The exact definitions of virtual land varies by game but the premise popularized by games like The Sandbox and Decentraland goes like this: There is one virtual map, and the developers have allowed for a maximum of, say, 10,000 bits of virtual land. On these plots you can build whatever you like using in-game building tools.

You could build a house for your virtual avatar to chill out in, a party mansion to host virtual ragers, a castle whose architecture is so sublime that you will cancel your next holiday to France, or, less excitingly, a shopping mall where brands coalesce to sell you things, or other commercial districts where brands meet to get you interested in their products. View The Sandbox’s map from up above and it becomes clear that some brands, like Binance and the South China Morning Most, are using the map as advertising space.

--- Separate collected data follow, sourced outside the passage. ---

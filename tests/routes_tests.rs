mod common;

use axum::{
    body::Body,
    http::{Request, StatusCode},
};
use common::{test_state, CountingChannels, CountingStore};
use http_body_util::BodyExt;
use pricesentry::routes;
use pricesentry::services::alert_lifecycle::NewAlert;
use rust_decimal_macros::dec;
use serde_json::Value;
use tower::ServiceExt;

fn get(uri: &str) -> Request<Body> {
    Request::builder().uri(uri).body(Body::empty()).unwrap()
}

async fn response_body_string(res: axum::response::Response) -> String {
    let bytes = res.into_body().collect().await.unwrap().to_bytes();
    String::from_utf8_lossy(&bytes).to_string()
}

async fn response_json(res: axum::response::Response) -> Value {
    serde_json::from_str(&response_body_string(res).await).expect("json body")
}

#[tokio::test]
async fn health_is_ok() {
    let app = routes::app(test_state(CountingStore::new(), CountingChannels::new()));

    let res = app.oneshot(get("/health")).await.unwrap();

    assert_eq!(res.status(), StatusCode::OK);
    assert_eq!(response_body_string(res).await, "ok");
}

#[tokio::test]
async fn health_db_reports_store_failure() {
    let store = CountingStore::new();
    store.fail_reads(true);
    let app = routes::app(test_state(store, CountingChannels::new()));

    let res = app.oneshot(get("/health/db")).await.unwrap();

    assert_eq!(res.status(), StatusCode::SERVICE_UNAVAILABLE);
    assert!(response_body_string(res).await.contains("store error"));
}

#[tokio::test]
async fn market_reports_open_flag() {
    let app = routes::app(test_state(CountingStore::new(), CountingChannels::new()));

    let res = app.oneshot(get("/market")).await.unwrap();

    assert_eq!(res.status(), StatusCode::OK);
    let body = response_json(res).await;
    assert!(body["open"].is_boolean());
    assert!(body["checked_at"].is_i64());
}

#[tokio::test]
async fn guild_alerts_lists_with_live_flag() {
    let state = test_state(CountingStore::new(), CountingChannels::new());
    let live = state
        .alerts
        .create(NewAlert::stock("g1", "AAPL", "u1", dec!(100)).with_trailing_stop(dec!(2)))
        .await
        .unwrap();
    let orphan = state
        .alerts
        .create(NewAlert::crypto("g1", "BTC", "u1", dec!(60000)))
        .await
        .unwrap();
    state.alerts.registry().clear("g1", &orphan.key);
    let app = routes::app(state);

    let res = app.oneshot(get("/guilds/g1/alerts")).await.unwrap();

    assert_eq!(res.status(), StatusCode::OK);
    let body = response_json(res).await;
    assert_eq!(body["guild_id"], "g1");
    assert_eq!(body["count"], 2);

    let alerts = body["alerts"].as_array().unwrap();
    assert_eq!(alerts[0]["alert_id"], live.key.alert_id.as_str());
    assert_eq!(alerts[0]["class"], "stock");
    assert_eq!(alerts[0]["live"], true);
    assert!(!alerts[0]["trailing_stop_level"].is_null());
    assert_eq!(alerts[1]["class"], "crypto");
    assert_eq!(alerts[1]["live"], false);
}

#[tokio::test]
async fn guild_alerts_store_failure_is_500() {
    let store = CountingStore::new();
    store.fail_reads(true);
    let app = routes::app(test_state(store, CountingChannels::new()));

    let res = app.oneshot(get("/guilds/g1/alerts")).await.unwrap();

    assert_eq!(res.status(), StatusCode::INTERNAL_SERVER_ERROR);
}

#[tokio::test]
async fn unconfigured_guild_config_is_404() {
    let app = routes::app(test_state(CountingStore::new(), CountingChannels::new()));

    let res = app.oneshot(get("/guilds/ghost/config")).await.unwrap();

    assert_eq!(res.status(), StatusCode::NOT_FOUND);
}

#[tokio::test]
async fn guild_config_shows_permission_and_alerters() {
    let state = test_state(CountingStore::new(), CountingChannels::new());
    state.channels.initialise_server("g1", "perm-1", "c-eod").await.unwrap();
    state.channels.create_alerter("g1", "c-alerts", "u1", "r1").await.unwrap();
    let app = routes::app(state);

    let res = app.oneshot(get("/guilds/g1/config")).await.unwrap();

    assert_eq!(res.status(), StatusCode::OK);
    let body = response_json(res).await;
    assert_eq!(body["permissions_id"], "perm-1");
    assert_eq!(body["eod_channel_id"], "c-eod");
    assert_eq!(body["alerters"], 1);
}

#[tokio::test]
async fn channel_class_lookup() {
    let state = test_state(CountingStore::new(), CountingChannels::new());

    let res = routes::app(state.clone())
        .oneshot(get("/guilds/g1/channels/c-day/class"))
        .await
        .unwrap();
    assert_eq!(res.status(), StatusCode::OK);
    assert_eq!(response_json(res).await["class"], "day");

    let res = routes::app(state)
        .oneshot(get("/guilds/g1/channels/c-eod/class"))
        .await
        .unwrap();
    assert_eq!(res.status(), StatusCode::NOT_FOUND);
}

#[tokio::test]
async fn unknown_path_falls_back_to_404() {
    let app = routes::app(test_state(CountingStore::new(), CountingChannels::new()));

    let res = app.oneshot(get("/nope")).await.unwrap();

    assert_eq!(res.status(), StatusCode::NOT_FOUND);
}
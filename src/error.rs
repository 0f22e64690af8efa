use thiserror::Error;

use crate::models::InstrumentClass;

pub type BoxError = Box<dyn std::error::Error + Send + Sync>;

pub type StoreResult<T> = Result<T, StoreError>;
pub type AlertResult<T> = Result<T, AlertError>;
pub type ChannelResult<T> = Result<T, ChannelError>;

/// Failures reported by a persistence backend.
#[derive(Error, Debug)]
pub enum StoreError {
    #[error("no matching row")]
    NotFound,

    #[error("backend failure: {0}")]
    Backend(#[source] BoxError),
}

impl StoreError {
    pub fn backend(err: impl Into<BoxError>) -> Self {
        StoreError::Backend(err.into())
    }
}

impl From<mongodb::error::Error> for StoreError {
    fn from(err: mongodb::error::Error) -> Self {
        StoreError::Backend(Box::new(err))
    }
}

/// Errors surfaced by the alert lifecycle.
#[derive(Error, Debug)]
pub enum AlertError {
    #[error("invalid {class} alert {alert_id}: {reason}")]
    Validation {
        class: InstrumentClass,
        alert_id: String,
        reason: String,
    },

    #[error("{class} alert {alert_id} not found")]
    NotFound {
        class: InstrumentClass,
        alert_id: String,
    },

    #[error("{class} alert {alert_id}: store {op} failed")]
    Backend {
        class: InstrumentClass,
        alert_id: String,
        op: &'static str,
        #[source]
        source: StoreError,
    },

    #[error("{class} alerts of guild {guild_id}: store {op} failed")]
    GuildBackend {
        class: InstrumentClass,
        guild_id: String,
        op: &'static str,
        #[source]
        source: StoreError,
    },

    /// The row exists but nothing is watching it. Recreate the alert.
    #[error("{class} alert {alert_id} has no live watcher, recreate the alert")]
    OrphanState {
        class: InstrumentClass,
        alert_id: String,
    },
}

impl AlertError {
    pub fn class(&self) -> InstrumentClass {
        match self {
            AlertError::Validation { class, .. }
            | AlertError::NotFound { class, .. }
            | AlertError::Backend { class, .. }
            | AlertError::GuildBackend { class, .. }
            | AlertError::OrphanState { class, .. } => *class,
        }
    }

    pub fn is_not_found(&self) -> bool {
        matches!(self, AlertError::NotFound { .. })
    }

    pub fn is_orphan(&self) -> bool {
        matches!(self, AlertError::OrphanState { .. })
    }
}

/// Errors surfaced by the per-guild channel configuration.
#[derive(Error, Debug)]
pub enum ChannelError {
    #[error("guild {guild_id} has no channel configuration")]
    NotConfigured { guild_id: String },

    #[error("no channel binding for user {user_id} in guild {guild_id}")]
    NotFound { guild_id: String, user_id: String },

    #[error("channel store {op} failed for guild {guild_id}")]
    Backend {
        guild_id: String,
        op: &'static str,
        #[source]
        source: StoreError,
    },
}

#[derive(Error, Debug, Clone, PartialEq, Eq)]
pub enum OptionsCodeError {
    #[error("options code {code:?} must be 16 to 19 characters, got {len}")]
    InvalidLength { code: String, len: usize },

    #[error("options code {code:?} has an unparseable strike {raw:?}")]
    InvalidStrike { code: String, raw: String },

    #[error("options code {code:?} has an unknown contract type {raw:?}")]
    InvalidContractType { code: String, raw: String },

    #[error("invalid option {field}: {value:?}")]
    InvalidField { field: &'static str, value: String },
}

#[derive(Error, Debug)]
pub enum ConfigError {
    #[error("unable to read servers config: {0}")]
    Io(#[from] std::io::Error),

    #[error("unable to parse servers config: {0}")]
    Json(#[from] serde_json::Error),
}
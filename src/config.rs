use std::collections::HashMap;
use std::env;
use std::path::{Path, PathBuf};

use serde::Deserialize;

use crate::error::ConfigError;
use crate::models::ChannelClass;

#[derive(Debug, Clone, Copy, PartialEq, Eq)]
pub enum StoreBackend {
    Mongo,
    Memory,
}

#[derive(Debug, Clone)]
pub struct Settings {
    pub mongodb_uri: String,
    pub mongodb_db: String,
    pub host: String,
    pub port: u16,

    pub store_backend: StoreBackend,
    pub servers_config: Option<PathBuf>,
}

pub fn load() -> Settings {
    // Loads .env if present (no crash if missing)
    dotenvy::dotenv().ok();

    let mongodb_uri = env::var("MONGODB_URI")
        .unwrap_or_else(|_| "mongodb://localhost:27017".to_string());

    let mongodb_db = env::var("MONGODB_DB")
        .unwrap_or_else(|_| "pricesentry".to_string());

    let host = env::var("HOST")
        .unwrap_or_else(|_| "127.0.0.1".to_string());

    let port = env::var("PORT")
        .ok()
        .and_then(|s| s.parse::<u16>().ok())
        .unwrap_or(3000);

    let store_backend = match env::var("ALERT_STORE").as_deref() {
        Ok("memory") => StoreBackend::Memory,
        _ => StoreBackend::Mongo,
    };

    let servers_config = env::var("SERVERS_CONFIG")
        .ok()
        .filter(|s| !s.trim().is_empty())
        .map(PathBuf::from);

    Settings {
        mongodb_uri,
        mongodb_db,
        host,
        port,
        store_backend,
        servers_config,
    }
}

// ---------------- Servers file ----------------

#[derive(Debug, Clone, Default, Deserialize)]
pub struct AlerterChannel {
    #[serde(rename = "cid")]
    pub channel_id: String,
    #[serde(rename = "uid")]
    pub user_id: String,
    #[serde(rename = "rid", default)]
    pub role_id: String,
}

#[derive(Debug, Clone, Default, Deserialize)]
#[serde(default)]
pub struct ChannelConfig {
    pub swings: String,
    pub day: String,
    pub watchlist: String,
    pub day_alerts: String,
    pub long_alerts: String,
    pub eod: String,
    pub premium: String,
    pub alerters: Vec<AlerterChannel>,
}

#[derive(Debug, Clone, Deserialize)]
pub struct ServerConfig {
    pub id: String,
    #[serde(default)]
    pub channels: ChannelConfig,
    #[serde(default)]
    pub allowed_roles: Vec<String>,
    #[serde(default)]
    pub whitelisted_ids: Vec<String>,
    #[serde(default)]
    pub alert_role: String,
}

#[derive(Debug, Deserialize)]
struct ServersFile {
    servers: Vec<ServerConfig>,
}

pub fn parse_servers(raw: &str) -> Result<Vec<ServerConfig>, ConfigError> {
    let file: ServersFile = serde_json::from_str(raw)?;
    Ok(file.servers)
}

pub fn load_servers(path: &Path) -> Result<Vec<ServerConfig>, ConfigError> {
    let raw = std::fs::read_to_string(path)?;
    parse_servers(&raw)
}

/// Maps a guild's channels to the kind of alert posted there.
#[derive(Debug, Clone, Default)]
pub struct ChannelClassifier {
    servers: HashMap<String, ChannelConfig>,
}

impl ChannelClassifier {
    pub fn new(servers: &[ServerConfig]) -> Self {
        Self {
            servers: servers
                .iter()
                .map(|s| (s.id.clone(), s.channels.clone()))
                .collect(),
        }
    }

    pub fn classify(&self, guild_id: &str, channel_id: &str) -> Option<ChannelClass> {
        let channels = self.servers.get(guild_id)?;
        if channel_id.is_empty() {
            return None;
        }

        if channel_id == channels.swings {
            Some(ChannelClass::Swing)
        } else if channel_id == channels.day {
            Some(ChannelClass::Day)
        } else if channel_id == channels.watchlist {
            Some(ChannelClass::Watchlist)
        } else {
            None
        }
    }
}
use axum::{Router, routing::get};
use crate::{AppState, controllers::alerts_controller};

pub fn add_routes(router: Router<AppState>) -> Router<AppState> {
    router.route("/guilds/:guild_id/alerts", get(alerts_controller::get_guild_alerts))
}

In short, virtual land brings the capitalism we know and love to the gaming world we love even more. That means that virtual land can be considered an investment. All of the land on The Sandbox and Decentraland has long since sold out, and the only way to buy it is on secondary marketplaces.

All of these virtual lands are denominated as NFTs, which some people think are critical infrastructure to virtual worlds. NFTs, or non-fungible tokens, are cryptocurrencies that are unique and cannot be reproduced. They’re also non-custodial by design, meaning that you can trade the NFT on a secondary marketplace whenever you like and, so long as the platform that mints the NFT is permissionless, with whomever you please. You buy virtual land with fungible tokens, like Ethereum and The Sandbox’s SAND—these digital land tokens, confusingly called LAND tokens, are the backbone of virtual real estate investing within its game.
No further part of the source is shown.